Pick out the lines below that contain the string "axum" and copy them all.

## Records provided
Segment Open

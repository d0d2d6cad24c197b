//! HTTP transport — maps HTTP requests to entity actions.
//!
//! Requires the `http` feature. Uses axum for routing.
//!
//! ## Routes
//!
//! - `POST /:entity/:action` — process a request. The JSON body carries the
//!   payload: either `{ "data": {...}, "id": "..." }` or a bare data object;
//!   `?id=` works too. The response is the envelope serialized as JSON with
//!   the envelope's status mapped to an HTTP status.
//! - `GET /health` — `{ "ok": true, "ready": ..., "entities": [...] }`.
//!
//! An inbound `x-correlation-id` header is echoed on the response and in
//! `meta.context`.
//!
//! ## Example
//!
//! ```ignore
//! use std::sync::Arc;
//! use action_store::{http, ConfigRegistry, EntityService};
//!
//! let service = Arc::new(EntityService::builder(registry).build());
//! service.initialize();
//!
//! // Compose with other axum routes, or serve directly:
//! http::serve(service, "0.0.0.0:3000").await?;
//! ```

use std::sync::Arc;

use axum::extract::{Path, Query, State};
use axum::http::{HeaderMap, HeaderValue, StatusCode};
use axum::response::IntoResponse;
use axum::routing::{get, post};
use axum::{Json, Router};
use serde_json::{json, Value};

use crate::record::Filters;
use crate::service::{EntityService, Request};

const CORRELATION_HEADER: &str = "x-correlation-id";

/// Build an axum `Router` over the given service.
pub fn router(service: Arc<EntityService>) -> Router {
    Router::new()
        .route("/health", get(health_handler))
        .route("/:entity/:action", post(action_handler))
        .with_state(service)
}

/// Serve the service over HTTP at the given address (e.g. `"0.0.0.0:3000"`).
pub async fn serve(service: Arc<EntityService>, addr: &str) -> Result<(), std::io::Error> {
    let app = router(service);
    let listener = tokio::net::TcpListener::bind(addr).await?;
    axum::serve(listener, app).await
}

async fn health_handler(State(service): State<Arc<EntityService>>) -> impl IntoResponse {
    let mut entities = service.entity_names();
    entities.sort_unstable();
    Json(json!({
        "ok": true,
        "ready": service.is_ready(),
        "entities": entities,
    }))
}

#[derive(serde::Deserialize)]
struct ActionParams {
    id: Option<String>,
}

async fn action_handler(
    State(service): State<Arc<EntityService>>,
    Path((entity, action)): Path<(String, String)>,
    Query(params): Query<ActionParams>,
    headers: HeaderMap,
    body: Option<Json<Value>>,
) -> impl IntoResponse {
    let body = body.map(|Json(value)| value).unwrap_or(Value::Null);
    let (data, body_id) = split_body(body);

    let mut request = Request::new(entity, action);
    request.data = data;
    request.id = params.id.or(body_id);

    let mut response = service.process(&request);

    let correlation = headers
        .get(CORRELATION_HEADER)
        .and_then(|v| v.to_str().ok())
        .map(str::to_string);
    if let Some(correlation) = &correlation {
        response
            .meta
            .context
            .insert(CORRELATION_HEADER.to_string(), correlation.clone());
    }

    let status = match &response.error {
        None => StatusCode::OK,
        Some(error) => StatusCode::from_u16(error.code.status_code())
            .unwrap_or(StatusCode::INTERNAL_SERVER_ERROR),
    };

    let mut response_headers = HeaderMap::new();
    if let Some(correlation) = correlation.and_then(|c| HeaderValue::from_str(&c).ok()) {
        response_headers.insert(CORRELATION_HEADER, correlation);
    }

    (status, response_headers, Json(response))
}

/// Pull `data` and `id` out of the request body. A bare object body (no
/// `data` key) is treated as the payload itself.
fn split_body(body: Value) -> (Option<Filters>, Option<String>) {
    let Value::Object(map) = body else {
        return (None, None);
    };

    let id = map.get("id").and_then(Value::as_str).map(str::to_string);
    let data = match map.get("data") {
        Some(Value::Object(inner)) => Some(inner.clone()),
        _ => {
            let mut bare = map;
            bare.remove("id");
            if bare.is_empty() {
                None
            } else {
                Some(bare)
            }
        }
    };

    (data, id)
}

#[cfg(test)]
mod tests {
    use super::*;
    use serde_json::json;

    fn obj(value: Value) -> Filters {
        match value {
            Value::Object(map) => map,
            _ => panic!("expected object"),
        }
    }

    #[test]
    fn split_body_prefers_data_envelope() {
        let (data, id) = split_body(json!({ "data": { "name": "A" }, "id": "1" }));
        assert_eq!(data, Some(obj(json!({ "name": "A" }))));
        assert_eq!(id.as_deref(), Some("1"));
    }

    #[test]
    fn split_body_accepts_bare_payload() {
        let (data, id) = split_body(json!({ "name": "A" }));
        assert_eq!(data, Some(obj(json!({ "name": "A" }))));
        assert_eq!(id, None);
    }

    #[test]
    fn split_body_id_only() {
        let (data, id) = split_body(json!({ "id": "1" }));
        assert_eq!(data, None);
        assert_eq!(id.as_deref(), Some("1"));
    }

    #[test]
    fn split_body_non_object() {
        let (data, id) = split_body(Value::Null);
        assert_eq!(data, None);
        assert_eq!(id, None);
    }
}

Segment Closed

## Answer below
//! Requires the `http` feature. Uses axum for routing.
//! // Compose with other axum routes, or serve directly:
use axum::extract::{Path, Query, State};
use axum::http::{HeaderMap, HeaderValue, StatusCode};
use axum::response::IntoResponse;
use axum::routing::{get, post};
use axum::{Json, Router};
/// Build an axum `Router` over the given service.
    axum::serve(listener, app).await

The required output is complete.